[[ RECORD SET open ]]

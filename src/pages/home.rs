use colored::Colorize;

/// Subcommand name and what the page does.
pub const PAGES: [(&str, &str); 8] = [
    (
        "resume-match",
        "Compare a resume with a job description: match score, matched and missing skills, improvement tips.",
    ),
    (
        "global-insights",
        "Search or pick a location and get a report on its job market and in-demand skills.",
    ),
    (
        "courses",
        "Enter topics you want to learn and get ten curated online courses.",
    ),
    (
        "career-path",
        "Career paths and hiring companies for a domain and country, plus a skill roadmap chart.",
    ),
    (
        "skill-builder",
        "Strengths, gaps and a personalized upskilling plan drawn from your resume.",
    ),
    (
        "interview",
        "Practice technical or behavioral questions and get scored feedback on your answers.",
    ),
    (
        "hackathons",
        "Upcoming (fictional but realistic) hackathons or internships near a location.",
    ),
    (
        "industry-trends",
        "Companies, technologies and hiring patterns around a location.",
    ),
];

pub fn render() -> String {
    let mut out = format!(
        "{}\n{}\n\n",
        "Career Coach for Students & Working Professionals".cyan().bold(),
        "Pick a page and run it as a subcommand:".cyan()
    );

    for (name, description) in PAGES {
        out.push_str(&format!("  {}\n      {}\n", name.bold(), description));
    }

    out
}
pub mod choices;
pub mod record;
pub mod roadmap;
pub mod session;
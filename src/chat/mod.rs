pub mod extractor;
pub mod gateway;
pub mod prompts;
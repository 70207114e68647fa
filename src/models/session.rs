use chrono::{DateTime, Local};
use serde::{Deserialize, Serialize};

use crate::geo::Place;
use crate::models::choices::InterviewKind;

pub const DEFAULT_LATITUDE: f64 = 28.6139;
pub const DEFAULT_LONGITUDE: f64 = 77.2090;
pub const DEFAULT_ADDRESS: &str = "New Delhi, India";

#[derive(Debug, Clone, PartialEq, Default, Serialize, Deserialize)]
pub struct SessionState {
    #[serde(default)]
    pub global_insights: MapPageState,
    #[serde(default)]
    pub industry_trends: MapPageState,
    #[serde(default)]
    pub interview: InterviewState,
}

/// Selected position and last report of a map-driven page.
#[derive(Debug, Clone, PartialEq, Serialize, Deserialize)]
pub struct MapPageState {
    pub latitude: f64,
    pub longitude: f64,
    pub address: String,
    /// Set once a search or a map pick has chosen a position.
    pub located: bool,
    pub report: String,
    pub last_updated: Option<DateTime<Local>>,
}

impl Default for MapPageState {
    fn default() -> Self {
        Self {
            latitude: DEFAULT_LATITUDE,
            longitude: DEFAULT_LONGITUDE,
            address: DEFAULT_ADDRESS.to_string(),
            located: false,
            report: String::new(),
            last_updated: None,
        }
    }
}

impl MapPageState {
    pub fn with_place(&self, place: &Place) -> Self {
        Self {
            latitude: place.latitude,
            longitude: place.longitude,
            address: place.display_name.clone(),
            located: true,
            ..self.clone()
        }
    }

    /// Equivalent of clicking the map at a coordinate.
    pub fn with_pick(&self, latitude: f64, longitude: f64) -> Self {
        Self {
            latitude,
            longitude,
            address: format!("Lat: {latitude:.5}, Lon: {longitude:.5}"),
            located: true,
            ..self.clone()
        }
    }

    pub fn with_report(&self, report: String, at: DateTime<Local>) -> Self {
        Self {
            report,
            last_updated: Some(at),
            ..self.clone()
        }
    }
}

#[derive(Debug, Clone, PartialEq, Default, Serialize, Deserialize)]
pub struct InterviewState {
    pub kind: Option<InterviewKind>,
    pub questions: Vec<String>,
    pub started_at: Option<DateTime<Local>>,
    pub feedback: Option<String>,
}
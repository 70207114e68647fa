use std::sync::LazyLock;

use chrono::{DateTime, Local, TimeDelta};
use log::info;
use regex::Regex;

use super::{Coach, PageError};
use crate::chat::prompts::{INTERVIEW_FEEDBACK, INTERVIEW_QUESTIONS};
use crate::models::choices::InterviewKind;
use crate::models::session::InterviewState;

static NUMBERING: LazyLock<Regex> =
    LazyLock::new(|| Regex::new(r"^\d+\.\s*").expect("numbering pattern is valid"));

/// One question per non-blank line, list numbering removed.
pub fn parse_questions(text: &str) -> Vec<String> {
    text.lines()
        .filter(|line| !line.trim().is_empty())
        .map(|line| NUMBERING.replace(line, "").trim().to_string())
        .collect()
}

/// "Q1: ...\nA1: ..." blocks separated by blank lines. Missing answers are empty.
pub fn transcript(questions: &[String], answers: &[String]) -> String {
    questions
        .iter()
        .enumerate()
        .map(|(i, question)| {
            let answer = answers.get(i).map(String::as_str).unwrap_or("");
            format!("Q{n}: {question}\nA{n}: {answer}", n = i + 1)
        })
        .collect::<Vec<_>>()
        .join("\n\n")
}

/// Starts a new round: fresh questions, timer reset, previous feedback dropped.
pub async fn generate_questions(
    coach: &Coach,
    kind: InterviewKind,
    now: DateTime<Local>,
) -> Result<InterviewState, PageError> {
    info!("generating {kind} interview questions");

    let text = coach
        .ask(
            &INTERVIEW_QUESTIONS,
            &[("kind", &kind.to_string().to_lowercase())],
        )
        .await?;

    let questions = parse_questions(&text);
    info!("received {} questions", questions.len());

    Ok(InterviewState {
        kind: Some(kind),
        questions,
        started_at: Some(now),
        feedback: None,
    })
}

pub async fn submit_answers(
    coach: &Coach,
    state: &InterviewState,
    answers: &[String],
) -> Result<InterviewState, PageError> {
    if state.questions.is_empty() {
        return Err(PageError::Validation(
            "Generate interview questions first.".to_string(),
        ));
    }

    let answered = answers.iter().filter(|a| !a.trim().is_empty()).count();
    info!(
        "requesting feedback on {answered}/{} answered questions",
        state.questions.len()
    );

    let feedback = coach
        .ask(
            &INTERVIEW_FEEDBACK,
            &[("transcript", &transcript(&state.questions, answers))],
        )
        .await?;

    Ok(InterviewState {
        feedback: Some(feedback),
        ..state.clone()
    })
}

pub fn elapsed(state: &InterviewState, now: DateTime<Local>) -> Option<TimeDelta> {
    state.started_at.map(|start| now - start)
}
use std::path::PathBuf;

use clap::{Args as ClapArgs, Parser, Subcommand};
use log::LevelFilter;

use crate::models::choices::{Country, InterviewKind};
use crate::models::roadmap::RoadmapLevel;
use crate::pages::events::{DEFAULT_LOCATION, Listing};

#[derive(Parser, Debug)]
#[command(name = "career-coach")]
#[command(about = "AI career coaching for students and working professionals", long_about = None)]
pub struct Args {
    /// Path to the configuration file
    #[arg(short, long, value_name = "FILE", default_value = "config.toml")]
    pub config: PathBuf,

    /// Sets the logger's verbosity level
    #[arg(short, long, value_name = "VERBOSITY", default_value_t = LevelFilter::Info)]
    pub verbosity: LevelFilter,

    #[command(subcommand)]
    pub page: Option<Page>,
}

#[derive(Subcommand, Debug)]
pub enum Page {
    /// List every page and what it does
    Home,

    /// Compare a resume with a job description
    ResumeMatch {
        /// Resume file (PDF or plain text)
        #[arg(short, long, value_name = "FILE")]
        resume: PathBuf,

        #[command(flatten)]
        job: JobSource,
    },

    /// Job-market insights for a searched or picked location
    GlobalInsights(MapArgs),

    /// Online course recommendations for a set of topics
    Courses {
        /// Comma-separated topics, e.g. "Flutter, Cybersecurity"
        #[arg(short, long)]
        topics: String,
    },

    /// Career paths, hiring companies and a skill roadmap for a domain
    CareerPath {
        /// Domain, e.g. AI, Cybersecurity, Web Dev
        #[arg(short, long)]
        domain: String,

        #[arg(long, value_enum, default_value_t = Country::India)]
        country: Country,

        #[arg(short, long, value_enum, default_value_t = RoadmapLevel::Beginner)]
        level: RoadmapLevel,

        /// Also write the insights as PDF
        #[arg(long, value_name = "FILE")]
        export_pdf: Option<PathBuf>,

        /// Also write the insights as markdown
        #[arg(long, value_name = "FILE")]
        export_md: Option<PathBuf>,
    },

    /// Strengths, gaps and an upskilling plan from a resume
    SkillBuilder {
        /// Resume file (PDF or plain text)
        #[arg(short, long, value_name = "FILE")]
        resume: PathBuf,
    },

    /// Mock interview practice
    Interview {
        #[command(subcommand)]
        action: InterviewAction,
    },

    /// Upcoming hackathons or internships near a location
    Hackathons {
        /// City, state or country
        #[arg(short, long, default_value = DEFAULT_LOCATION)]
        location: String,

        #[arg(long, value_enum, default_value_t = Listing::Hackathons)]
        listing: Listing,
    },

    /// Industry trends around a searched or picked location
    IndustryTrends(MapArgs),

    /// Forget all stored session state
    ResetSession,
}

#[derive(ClapArgs, Debug)]
#[group(required = true, multiple = false)]
pub struct JobSource {
    /// Job description text
    #[arg(short, long)]
    pub job: Option<String>,

    /// File containing the job description
    #[arg(long, value_name = "FILE")]
    pub job_file: Option<PathBuf>,

    /// URL of the job posting
    #[arg(long, value_name = "URL")]
    pub job_url: Option<String>,
}

#[derive(ClapArgs, Debug)]
pub struct MapArgs {
    /// Search for a location by name
    #[arg(short, long, conflicts_with_all = ["lat", "lon"])]
    pub location: Option<String>,

    /// Pick a position directly (latitude)
    #[arg(long, requires = "lon", allow_hyphen_values = true)]
    pub lat: Option<f64>,

    /// Pick a position directly (longitude)
    #[arg(long, requires = "lat", allow_hyphen_values = true)]
    pub lon: Option<f64>,

    /// Fetch a fresh report for the selected position
    #[arg(short, long)]
    pub fetch: bool,
}

#[derive(Subcommand, Debug)]
pub enum InterviewAction {
    /// Generate a fresh set of ten questions and start the timer
    Questions {
        #[arg(short, long, value_enum, default_value_t = InterviewKind::Technical)]
        kind: InterviewKind,
    },

    /// Answer the current questions and get feedback
    Answer {
        /// Answers separated by `---` lines instead of typing them in
        #[arg(long, value_name = "FILE")]
        answers_file: Option<PathBuf>,
    },

    /// Show the current questions, elapsed time and last feedback
    Status,
}

#[cfg(test)]
mod tests {
    use super::*;
    use clap::CommandFactory;

    #[test]
    fn cli_definition_is_consistent() {
        Args::command().debug_assert();
    }

    #[test]
    fn map_pick_accepts_negative_coordinates() {
        let args = Args::try_parse_from([
            "career-coach",
            "industry-trends",
            "--lat",
            "-33.86",
            "--lon",
            "151.2",
            "--fetch",
        ])
        .unwrap();

        match args.page {
            Some(Page::IndustryTrends(map)) => {
                assert_eq!(map.lat, Some(-33.86));
                assert_eq!(map.lon, Some(151.2));
                assert!(map.fetch);
                assert!(map.location.is_none());
            }
            other => panic!("unexpected page: {other:?}"),
        }
    }

    #[test]
    fn search_and_pick_conflict() {
        assert!(
            Args::try_parse_from([
                "career-coach",
                "global-insights",
                "--location",
                "Tokyo",
                "--lat",
                "1",
                "--lon",
                "2",
            ])
            .is_err()
        );
    }

    #[test]
    fn resume_match_needs_exactly_one_job_source() {
        assert!(Args::try_parse_from(["career-coach", "resume-match", "-r", "cv.pdf"]).is_err());
        assert!(
            Args::try_parse_from([
                "career-coach",
                "resume-match",
                "-r",
                "cv.pdf",
                "--job",
                "Rust dev",
                "--job-file",
                "jd.txt",
            ])
            .is_err()
        );
        assert!(
            Args::try_parse_from(["career-coach", "resume-match", "-r", "cv.pdf", "-j", "Rust dev"])
                .is_ok()
        );
    }

    #[test]
    fn hackathons_default_to_india() {
        let args = Args::try_parse_from(["career-coach", "hackathons"]).unwrap();

        match args.page {
            Some(Page::Hackathons { location, listing }) => {
                assert_eq!(location, "India");
                assert_eq!(listing, Listing::Hackathons);
            }
            other => panic!("unexpected page: {other:?}"),
        }
    }

    #[test]
    fn internships_are_selected_by_listing() {
        let args = Args::try_parse_from([
            "career-coach",
            "hackathons",
            "-l",
            "Pune",
            "--listing",
            "internships",
        ])
        .unwrap();

        match args.page {
            Some(Page::Hackathons { location, listing }) => {
                assert_eq!(location, "Pune");
                assert_eq!(listing, Listing::Internships);
            }
            other => panic!("unexpected page: {other:?}"),
        }

        assert!(
            Args::try_parse_from(["career-coach", "hackathons", "--listing", "jobs"]).is_err()
        );
    }

    #[test]
    fn country_and_level_choices_parse() {
        let args = Args::try_parse_from([
            "career-coach",
            "career-path",
            "-d",
            "AI",
            "--country",
            "usa",
            "--level",
            "expert",
        ])
        .unwrap();

        match args.page {
            Some(Page::CareerPath { country, level, .. }) => {
                assert_eq!(country, Country::Usa);
                assert_eq!(level, RoadmapLevel::Expert);
            }
            other => panic!("unexpected page: {other:?}"),
        }
    }
}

[[ RECORD SET closed ]]

In the records shown above, how many lines include the word "crate"? Answer with the number only.

RESPONSE TO THE EXERCISE. 8